* **ACTIVITY**:
Restate word for word the span that opens with the line containing "let temp_dir = TempDir::new().unwrap();" and closes with the final line of the data; give only those lines.
Top of SUPPLIED MATERIAL
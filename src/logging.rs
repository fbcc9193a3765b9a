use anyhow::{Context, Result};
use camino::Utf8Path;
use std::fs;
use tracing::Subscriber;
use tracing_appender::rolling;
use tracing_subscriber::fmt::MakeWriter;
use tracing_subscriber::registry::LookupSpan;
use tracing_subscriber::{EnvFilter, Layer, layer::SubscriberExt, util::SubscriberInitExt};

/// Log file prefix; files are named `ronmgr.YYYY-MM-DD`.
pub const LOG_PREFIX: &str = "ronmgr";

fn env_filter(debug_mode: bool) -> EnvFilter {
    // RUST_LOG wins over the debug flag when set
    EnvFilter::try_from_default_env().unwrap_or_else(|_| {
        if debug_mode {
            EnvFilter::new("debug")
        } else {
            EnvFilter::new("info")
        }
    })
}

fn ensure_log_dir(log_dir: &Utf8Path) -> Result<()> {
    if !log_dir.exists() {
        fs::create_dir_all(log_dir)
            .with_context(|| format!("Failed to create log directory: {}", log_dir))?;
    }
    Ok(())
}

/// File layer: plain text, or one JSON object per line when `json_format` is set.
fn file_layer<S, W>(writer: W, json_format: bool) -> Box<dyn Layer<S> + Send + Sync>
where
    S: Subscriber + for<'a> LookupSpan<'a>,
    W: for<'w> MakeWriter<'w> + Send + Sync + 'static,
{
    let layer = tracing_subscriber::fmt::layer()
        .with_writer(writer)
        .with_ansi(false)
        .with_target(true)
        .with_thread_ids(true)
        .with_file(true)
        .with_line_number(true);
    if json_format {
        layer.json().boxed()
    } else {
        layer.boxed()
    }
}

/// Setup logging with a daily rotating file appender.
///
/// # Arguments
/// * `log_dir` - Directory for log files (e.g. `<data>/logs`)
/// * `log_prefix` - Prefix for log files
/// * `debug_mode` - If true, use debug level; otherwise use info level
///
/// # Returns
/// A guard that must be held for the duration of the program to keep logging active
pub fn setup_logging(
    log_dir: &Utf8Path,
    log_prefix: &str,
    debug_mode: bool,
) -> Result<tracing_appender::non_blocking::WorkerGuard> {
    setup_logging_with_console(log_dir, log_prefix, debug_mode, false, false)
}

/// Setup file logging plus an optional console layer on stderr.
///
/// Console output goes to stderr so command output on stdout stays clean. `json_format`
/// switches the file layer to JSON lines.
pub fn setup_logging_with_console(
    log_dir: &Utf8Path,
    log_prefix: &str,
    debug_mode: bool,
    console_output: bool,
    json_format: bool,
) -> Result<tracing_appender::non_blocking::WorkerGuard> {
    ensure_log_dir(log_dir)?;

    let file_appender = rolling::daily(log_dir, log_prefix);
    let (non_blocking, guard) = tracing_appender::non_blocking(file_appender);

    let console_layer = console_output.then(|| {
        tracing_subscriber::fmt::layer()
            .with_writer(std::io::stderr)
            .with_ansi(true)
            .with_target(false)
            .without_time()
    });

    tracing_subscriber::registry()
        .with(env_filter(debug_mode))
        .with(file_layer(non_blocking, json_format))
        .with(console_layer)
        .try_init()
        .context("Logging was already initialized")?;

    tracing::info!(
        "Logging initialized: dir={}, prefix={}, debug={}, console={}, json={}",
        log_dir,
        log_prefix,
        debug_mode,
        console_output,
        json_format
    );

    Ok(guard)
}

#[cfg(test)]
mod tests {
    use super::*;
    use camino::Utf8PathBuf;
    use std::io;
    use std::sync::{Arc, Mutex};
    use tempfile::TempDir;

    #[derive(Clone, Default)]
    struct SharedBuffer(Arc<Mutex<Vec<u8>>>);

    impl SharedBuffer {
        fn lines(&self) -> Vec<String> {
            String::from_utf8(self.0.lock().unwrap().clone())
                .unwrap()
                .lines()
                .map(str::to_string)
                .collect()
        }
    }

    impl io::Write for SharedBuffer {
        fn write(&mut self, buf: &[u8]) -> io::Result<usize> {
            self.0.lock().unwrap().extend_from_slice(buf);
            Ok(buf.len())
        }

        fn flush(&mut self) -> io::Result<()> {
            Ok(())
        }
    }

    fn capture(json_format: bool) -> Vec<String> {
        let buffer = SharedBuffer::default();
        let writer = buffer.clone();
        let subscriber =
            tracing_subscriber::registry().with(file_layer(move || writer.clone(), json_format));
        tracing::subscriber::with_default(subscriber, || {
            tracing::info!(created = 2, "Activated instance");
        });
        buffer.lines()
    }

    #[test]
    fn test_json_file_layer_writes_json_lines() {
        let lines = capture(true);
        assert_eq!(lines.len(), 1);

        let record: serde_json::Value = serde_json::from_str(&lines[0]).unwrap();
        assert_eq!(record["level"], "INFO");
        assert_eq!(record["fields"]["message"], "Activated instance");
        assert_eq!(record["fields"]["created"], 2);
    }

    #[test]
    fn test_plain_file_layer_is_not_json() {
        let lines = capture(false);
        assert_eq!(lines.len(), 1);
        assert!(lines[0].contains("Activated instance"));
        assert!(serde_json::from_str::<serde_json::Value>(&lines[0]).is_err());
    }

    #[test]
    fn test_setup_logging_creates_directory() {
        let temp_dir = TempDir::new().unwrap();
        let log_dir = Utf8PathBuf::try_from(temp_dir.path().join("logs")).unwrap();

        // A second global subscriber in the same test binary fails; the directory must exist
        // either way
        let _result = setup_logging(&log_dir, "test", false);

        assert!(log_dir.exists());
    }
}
Bottom of SUPPLIED MATERIAL
* **ANSWER SECTION**:
        let temp_dir = TempDir::new().unwrap();
        let log_dir = Utf8PathBuf::try_from(temp_dir.path().join("logs")).unwrap();

        // A second global subscriber in the same test binary fails; the directory must exist
        // either way
        let _result = setup_logging(&log_dir, "test", false);

        assert!(log_dir.exists());
    }
}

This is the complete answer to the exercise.